It’s as certain as death and taxes: As Congress launches a new session, Sen. Maria Cantwell and Rep. Brian Baird file bills to permanently allow Washingtonians to deduct sales taxes from their federal income tax returns.
And as they do each year, Cantwell and Baird, both Washington Democrats, face an uphill fight getting their legislation passed.
Washington is one of eight states that have no state income tax. (The others are Alaska, Florida, Nevada, South Dakota, Tennessee, Texas and Wyoming.) Between 1986 and 2004, citizens in those states effectively paid higher federal taxes than other Americans because Congress took away the sales tax deduction in a move to boost revenue.
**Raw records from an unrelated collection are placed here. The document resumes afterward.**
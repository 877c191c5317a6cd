//! Command-line options and the paths derived from them.

use std::path::{Path, PathBuf};

use anyhow::{anyhow, Result};
use clap::Parser;
use directories::BaseDirs;

use crate::logging::default_log_level;

/// Folder name used beneath the user's home directory for application data.
const DATA_DIR_NAME: &str = ".tome-todo-list";
/// Library file stored inside the application data directory.
const LIBRARY_FILE_NAME: &str = "my_library.csv";
/// Log folder inside the application data directory.
const LOG_DIR_NAME: &str = "logs";
/// Path suggested by the first-run import prompt.
pub const DEFAULT_IMPORT_SUGGESTION: &str = "goodreads_library_export.csv";

#[derive(Parser, Debug, Default)]
#[command(author, version, about = "Terminal reading log backed by a CSV file", long_about = None)]
pub struct Cli {
    /// Library CSV to open (default: ~/.tome-todo-list/my_library.csv)
    #[arg(long)]
    pub library: Option<PathBuf>,
    /// CSV export to import when the library file does not exist yet
    #[arg(long)]
    pub import: Option<PathBuf>,
    /// trace|debug|info|warn|error
    #[arg(long)]
    pub log_level: Option<String>,
    /// Directory for rotating log files
    #[arg(long)]
    pub log_dir: Option<PathBuf>,
}

#[derive(Debug, Clone, PartialEq, Eq)]
pub struct Config {
    pub library_path: PathBuf,
    pub import_path: Option<PathBuf>,
    pub log_level: String,
    pub log_dir: PathBuf,
}

impl Config {
    /// Resolve options against the user's home directory.
    pub fn from_cli(cli: Cli) -> Result<Self> {
        Ok(Self::resolve(cli, &data_dir()?))
    }

    /// Fill every option the user left out with a default under `data_dir`.
    pub fn resolve(cli: Cli, data_dir: &Path) -> Self {
        Self {
            library_path: cli
                .library
                .unwrap_or_else(|| data_dir.join(LIBRARY_FILE_NAME)),
            import_path: cli.import,
            log_level: cli
                .log_level
                .unwrap_or_else(|| default_log_level().to_string()),
            log_dir: cli.log_dir.unwrap_or_else(|| data_dir.join(LOG_DIR_NAME)),
        }
    }
}

/// Resolve the application data directory inside the user's home.
fn data_dir() -> Result<PathBuf> {
    let base_dirs = BaseDirs::new().ok_or_else(|| anyhow!("could not locate home directory"))?;
    Ok(base_dirs.home_dir().join(DATA_DIR_NAME))
}

#[cfg(test)]
mod tests {
    use super::*;

    #[test]
    fn defaults_live_under_the_data_dir() {
        let config = Config::resolve(Cli::default(), Path::new("/home/reader/.tome-todo-list"));

        assert_eq!(
            config.library_path,
            PathBuf::from("/home/reader/.tome-todo-list/my_library.csv")
        );
        assert_eq!(config.log_dir, PathBuf::from("/home/reader/.tome-todo-list/logs"));
        assert_eq!(config.import_path, None);
        assert_eq!(config.log_level, default_log_level());
    }

    #[test]
    fn explicit_options_win() {
        let cli = Cli::parse_from([
            "tome-todo-list",
            "--library",
            "books.csv",
            "--import",
            "export.csv",
            "--log-level",
            "warn",
        ]);
        let config = Config::resolve(cli, Path::new("/unused"));

        assert_eq!(config.library_path, PathBuf::from("books.csv"));
        assert_eq!(config.import_path, Some(PathBuf::from("export.csv")));
        assert_eq!(config.log_level, "warn");
    }
}
use anyhow::{anyhow, Result};
use ratatui::style::{Color, Style};
use ratatui::text::{Line, Span};

use crate::models::{BookDraft, BookRecord, Field, RecordId, DEFAULT_STATUS, STATUS_CHOICES};

/// Fields shown by the book form, top to bottom. Date Added is not editable;
/// it is stamped on creation and carried through edits untouched.
pub(crate) const FORM_FIELDS: [Field; 10] = [
    Field::Title,
    Field::Author,
    Field::Status,
    Field::Rating,
    Field::DateRead,
    Field::Publisher,
    Field::YearPublished,
    Field::Isbn,
    Field::Bookshelves,
    Field::Review,
];

/// Form state for adding or editing a book.
#[derive(Clone)]
pub(crate) struct BookForm {
    pub(crate) draft: BookDraft,
    pub(crate) active: usize,
    pub(crate) error: Option<String>,
}

impl BookForm {
    /// Blank form for a new book, with the status preset to `to-read`.
    pub(crate) fn new() -> Self {
        Self {
            draft: BookDraft {
                status: DEFAULT_STATUS.to_string(),
                ..BookDraft::default()
            },
            active: 0,
            error: None,
        }
    }

    /// Populate the form from an existing record when editing.
    pub(crate) fn from_record(record: &BookRecord) -> Self {
        Self {
            draft: BookDraft::from_record(record),
            active: 0,
            error: None,
        }
    }

    pub(crate) fn active_field(&self) -> Field {
        FORM_FIELDS[self.active]
    }

    pub(crate) fn next_field(&mut self) {
        self.active = (self.active + 1) % FORM_FIELDS.len();
    }

    pub(crate) fn previous_field(&mut self) {
        self.active = (self.active + FORM_FIELDS.len() - 1) % FORM_FIELDS.len();
    }

    /// Append a character to the active field. Rating and year only take
    /// digits; everything else takes any printable character.
    pub(crate) fn push_char(&mut self, ch: char) -> bool {
        if ch.is_control() {
            return false;
        }
        let field = self.active_field();
        let accepted = match field {
            Field::Rating => ch.is_ascii_digit() && self.draft.rating.is_empty(),
            Field::YearPublished => {
                ch.is_ascii_digit() || (ch == '-' && self.draft.year_published.is_empty())
            }
            _ => true,
        };
        if accepted {
            self.draft.get_mut(field).push(ch);
        }
        accepted
    }

    /// Remove the last character from the active field.
    pub(crate) fn backspace(&mut self) {
        let field = self.active_field();
        self.draft.get_mut(field).pop();
    }

    /// Step the status field through the preset shelves. Custom values from
    /// the file jump to the first preset.
    pub(crate) fn cycle_status(&mut self, forward: bool) -> bool {
        if self.active_field() != Field::Status {
            return false;
        }
        let count = STATUS_CHOICES.len();
        let next = match STATUS_CHOICES
            .iter()
            .position(|choice| *choice == self.draft.status)
        {
            Some(index) if forward => (index + 1) % count,
            Some(index) => (index + count - 1) % count,
            None => 0,
        };
        self.draft.status = STATUS_CHOICES[next].to_string();
        true
    }

    /// Check the fields the form insists on and return a trimmed draft. The
    /// rating is validated by the record store so its message stays in one
    /// place.
    pub(crate) fn parse_inputs(&self) -> Result<BookDraft> {
        let mut draft = self.draft.clone();
        for field in FORM_FIELDS {
            if field != Field::Review {
                let trimmed = draft.get(field).trim().to_string();
                *draft.get_mut(field) = trimmed;
            }
        }

        if draft.title.is_empty() {
            return Err(anyhow!("Title is required."));
        }
        if draft.author.is_empty() {
            return Err(anyhow!("Author is required."));
        }
        Ok(draft)
    }

    /// Render one line of the form.
    pub(crate) fn build_line(&self, field: Field) -> Line<'static> {
        let value = self.draft.get(field);
        let is_active = self.active_field() == field;

        let placeholder = match field {
            Field::Title | Field::Author => "<required>",
            Field::Rating => "<0-5, blank for unrated>",
            Field::Status => "<←/→ to choose>",
            Field::DateRead => "<YYYY/MM/DD>",
            _ => "<optional>",
        };

        let display = if value.is_empty() {
            placeholder.to_string()
        } else {
            value.replace('\n', " ⏎ ")
        };

        let style = if is_active {
            Style::default().fg(Color::Yellow)
        } else if value.is_empty() {
            Style::default().fg(Color::DarkGray)
        } else {
            Style::default()
        };

        Line::from(vec![
            Span::raw(field_prefix(field)),
            Span::styled(display, style),
        ])
    }

    /// Cursor column for the active field, relative to the form's inner area.
    pub(crate) fn cursor_offset(&self) -> usize {
        let field = self.active_field();
        let value = self.draft.get(field).replace('\n', " ⏎ ");
        field_prefix(field).chars().count() + value.chars().count()
    }
}

fn field_prefix(field: Field) -> String {
    format!("{:>10}: ", field.label())
}

/// Book awaiting delete confirmation.
#[derive(Clone)]
pub(crate) struct ConfirmBookDelete {
    pub(crate) id: RecordId,
    pub(crate) display_title: String,
}

impl ConfirmBookDelete {
    pub(crate) fn from(record: &BookRecord) -> Self {
        Self {
            id: record.id,
            display_title: record.display_title(),
        }
    }
}

/// First-run prompt asking which export to import.
#[derive(Clone)]
pub(crate) struct ImportPrompt {
    pub(crate) path: String,
    pub(crate) error: Option<String>,
}

impl ImportPrompt {
    pub(crate) fn new(suggestion: &str) -> Self {
        Self {
            path: suggestion.to_string(),
            error: None,
        }
    }

    pub(crate) fn push_char(&mut self, ch: char) -> bool {
        if ch.is_control() {
            return false;
        }
        self.path.push(ch);
        self.error = None;
        true
    }

    pub(crate) fn backspace(&mut self) {
        self.path.pop();
        self.error = None;
    }
}

#[cfg(test)]
mod tests {
    use super::*;

    fn focus(form: &mut BookForm, field: Field) {
        form.active = FORM_FIELDS.iter().position(|f| *f == field).unwrap();
    }

    #[test]
    fn rating_takes_a_single_digit() {
        let mut form = BookForm::new();
        focus(&mut form, Field::Rating);

        assert!(!form.push_char('x'));
        assert!(form.push_char('4'));
        assert!(!form.push_char('2'));
        assert_eq!(form.draft.rating, "4");
    }

    #[test]
    fn required_fields_are_enforced() {
        let mut form = BookForm::new();
        form.draft.title = "  ".to_string();
        assert!(form.parse_inputs().unwrap_err().to_string().contains("Title"));

        form.draft.title = "Beloved".to_string();
        assert!(form.parse_inputs().unwrap_err().to_string().contains("Author"));

        form.draft.author = " Toni Morrison ".to_string();
        let draft = form.parse_inputs().unwrap();
        assert_eq!(draft.author, "Toni Morrison");
        assert_eq!(draft.status, DEFAULT_STATUS);
    }

    #[test]
    fn status_cycles_through_presets_in_both_directions() {
        let mut form = BookForm::new();
        assert!(!form.cycle_status(true));

        focus(&mut form, Field::Status);
        assert!(form.cycle_status(true));
        assert_eq!(form.draft.status, STATUS_CHOICES[0]);
        form.cycle_status(false);
        assert_eq!(form.draft.status, DEFAULT_STATUS);

        form.draft.status = "abandoned".to_string();
        form.cycle_status(true);
        assert_eq!(form.draft.status, STATUS_CHOICES[0]);
    }

    #[test]
    fn focus_wraps_around() {
        let mut form = BookForm::new();
        form.previous_field();
        assert_eq!(form.active_field(), Field::Review);
        form.next_field();
        assert_eq!(form.active_field(), Field::Title);
    }
}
State income taxes have long been deductible, and Congress understands the fairness issue involved. That’s why since 2004, they’ve continued voting to extend the sales-tax deduction for a year or two. Currently, it’s in force through 2009.
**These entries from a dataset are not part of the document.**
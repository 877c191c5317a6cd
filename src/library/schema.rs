//! Column schema for library files.
//!
//! A header keeps every column exactly as the source file named it and only
//! records which canonical field (if any) each column feeds. Matching is
//! tolerant so exports from different tools load without configuration, and
//! saving never renames a column the user already had.

use std::collections::HashSet;
use std::fmt;

use crate::models::{BookRecord, Field};

/// Names accepted for each canonical field, compared after `fold_name`.
const FIELD_ALIASES: &[(Field, &[&str])] = &[
    (Field::Title, &["title", "book_title"]),
    (Field::Author, &["author", "authors"]),
    (Field::Isbn, &["isbn", "isbn13", "isbn_13"]),
    (Field::Rating, &["my_rating", "rating"]),
    (Field::Review, &["my_review", "review"]),
    (
        Field::Status,
        &["exclusive_shelf", "reading_status", "status", "shelf"],
    ),
    (Field::Publisher, &["publisher"]),
    (Field::YearPublished, &["year_published", "year"]),
    (Field::DateRead, &["date_read"]),
    (Field::DateAdded, &["date_added"]),
    (Field::Bookshelves, &["bookshelves", "shelves", "tags"]),
];

/// Lowercase and collapse spaces and dashes into underscores so `My Rating`,
/// `my-rating` and `my_rating` compare equal.
fn fold_name(name: &str) -> String {
    name.trim()
        .chars()
        .map(|ch| match ch {
            ' ' | '-' => '_',
            other => other.to_ascii_lowercase(),
        })
        .collect()
}

/// Canonical field a header name refers to, if any.
pub fn match_field(name: &str) -> Option<Field> {
    let folded = fold_name(name);
    FIELD_ALIASES
        .iter()
        .find(|(_, aliases)| aliases.contains(&folded.as_str()))
        .map(|(field, _)| *field)
}

/// Whether a column holds an ISBN, canonical or not (Goodreads ships both
/// `ISBN` and `ISBN13`).
pub(crate) fn is_isbn_column(name: &str) -> bool {
    fold_name(name).starts_with("isbn")
}

#[derive(Debug, Clone, Copy, PartialEq, Eq)]
pub enum ColumnKind {
    Known(Field),
    Extra,
}

#[derive(Debug, Clone, PartialEq, Eq)]
pub struct Column {
    /// Name exactly as the file spells it; written back unchanged.
    pub name: String,
    /// Unique within the header. Equal to `name` unless an earlier column
    /// already used that name, in which case it becomes `Name (2)` and so on.
    /// Extra values are stored under this key.
    pub key: String,
    pub kind: ColumnKind,
}

/// Repairs applied while reading a file. They are reported so the user
/// knows something was adjusted, but they never fail a load.
#[derive(Debug, Clone, PartialEq, Eq)]
pub enum SchemaIssue {
    /// Data row (1-based) had fewer cells than the header; padded with `""`.
    ShortRow {
        row: usize,
        expected: usize,
        found: usize,
    },
    /// Data row had more cells than the header; the header grew to fit them.
    LongRow {
        row: usize,
        expected: usize,
        found: usize,
    },
    /// Rating cell that is not a whole number in 0..=5; loaded as unrated
    /// and kept as text for the next save.
    InvalidRating { row: usize, value: String },
}

impl fmt::Display for SchemaIssue {
    fn fmt(&self, f: &mut fmt::Formatter<'_>) -> fmt::Result {
        match self {
            SchemaIssue::ShortRow {
                row,
                expected,
                found,
            } => write!(f, "row {row} has {found} of {expected} columns; padded"),
            SchemaIssue::LongRow {
                row,
                expected,
                found,
            } => write!(
                f,
                "row {row} has {found} columns, header has {expected}; extra columns added"
            ),
            SchemaIssue::InvalidRating { row, value } => {
                write!(f, "row {row} has invalid rating `{value}`; shown as unrated")
            }
        }
    }
}

/// Ordered column list of a library file.
#[derive(Debug, Clone, PartialEq, Eq)]
pub struct Header {
    columns: Vec<Column>,
}

impl Header {
    /// Header for a brand new library: every canonical field, in order.
    pub fn canonical() -> Self {
        Self {
            columns: Field::ALL
                .iter()
                .map(|field| Column {
                    name: field.canonical_name().to_string(),
                    key: field.canonical_name().to_string(),
                    kind: ColumnKind::Known(*field),
                })
                .collect(),
        }
    }

    /// Build a header from the names in a file. The first column matching a
    /// field claims it; later matches stay extra columns. Repeated names get
    /// distinct keys so their values cannot collide.
    pub fn parse<I, S>(names: I) -> Self
    where
        I: IntoIterator<Item = S>,
        S: Into<String>,
    {
        let mut header = Self {
            columns: Vec::new(),
        };
        for name in names {
            header.push_column(name.into());
        }
        header
    }

    pub fn columns(&self) -> &[Column] {
        &self.columns
    }

    pub fn len(&self) -> usize {
        self.columns.len()
    }

    pub fn is_empty(&self) -> bool {
        self.columns.is_empty()
    }

    pub fn names(&self) -> impl Iterator<Item = &str> {
        self.columns.iter().map(|column| column.name.as_str())
    }

    pub fn keys(&self) -> impl Iterator<Item = &str> {
        self.columns.iter().map(|column| column.key.as_str())
    }

    pub fn column_for(&self, field: Field) -> Option<&Column> {
        self.columns
            .iter()
            .find(|column| column.kind == ColumnKind::Known(field))
    }

    pub fn contains_field(&self, field: Field) -> bool {
        self.column_for(field).is_some()
    }

    /// The header as it will be written: original columns in file order,
    /// then any canonical field the file lacked.
    pub fn with_canonical(&self) -> Self {
        let mut header = self.clone();
        for field in Field::ALL {
            if !header.contains_field(field) {
                let key = header.unique_key(field.canonical_name());
                header.columns.push(Column {
                    name: field.canonical_name().to_string(),
                    key,
                    kind: ColumnKind::Known(field),
                });
            }
        }
        header
    }

    /// Cells for one record, aligned with this header.
    pub fn row_for(&self, record: &BookRecord) -> Vec<String> {
        self.columns
            .iter()
            .map(|column| match column.kind {
                ColumnKind::Known(field) => record.text(field),
                ColumnKind::Extra => record.extra.get(&column.key).cloned().unwrap_or_default(),
            })
            .collect()
    }

    /// Append a synthesized extra column, used when rows run past the header.
    /// Returns the key its values are stored under.
    pub(crate) fn push_extra(&mut self, name: &str) -> String {
        let key = self.unique_key(name);
        self.columns.push(Column {
            name: key.clone(),
            key: key.clone(),
            kind: ColumnKind::Extra,
        });
        key
    }

    fn push_column(&mut self, name: String) {
        let key = self.unique_key(&name);
        let kind = match match_field(&name) {
            Some(field) if !self.contains_field(field) => ColumnKind::Known(field),
            _ => ColumnKind::Extra,
        };
        self.columns.push(Column { name, key, kind });
    }

    fn unique_key(&self, base: &str) -> String {
        let taken: HashSet<&str> = self.keys().collect();
        if !taken.contains(base) {
            return base.to_string();
        }
        (2..)
            .map(|n| format!("{base} ({n})"))
            .find(|candidate| !taken.contains(candidate.as_str()))
            .unwrap_or_else(|| base.to_string())
    }
}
We’re not talking about a trivial amount of money — an average of some $600 a year for state taxpayers who itemize their deductions, according to Cantwell’s office. But with only eight states pushing the issue, political leverage is lacking. So political skill must come into play, and that will be the test for Cantwell and Baird, along with the rest of the Washington delegation and their counterparts from the other seven states. Cantwell, as a member of the Senate Finance Committee, is in a key position to move the legislation forward.
Beyond fairness, the key argument in the deduction’s favor is its stimulative effect — a strong selling point these days. Each year, it helps keep some $500 million in Washingtonians’ pockets, money they can spend to help fuel the economy. And because it has already been extended through this year, making it permanent now won’t have an immediate effect on the federal budget.
But at its core, this truly is an issue of fairness. A Washington taxpayer shouldn’t have to pay more in federal taxes than someone from another state who earns the same salary. Yet that’s what would happen if the deduction were allowed to expire.
Lawmakers who oppose the sales-tax deduction because of its cost should be willing to scrap the state-income-tax deduction as well. Since they’ll cut their own salaries before they’ll let that happen, members of Congress should take the easier path: End this annual ritual and make the sales-tax deduction permanent.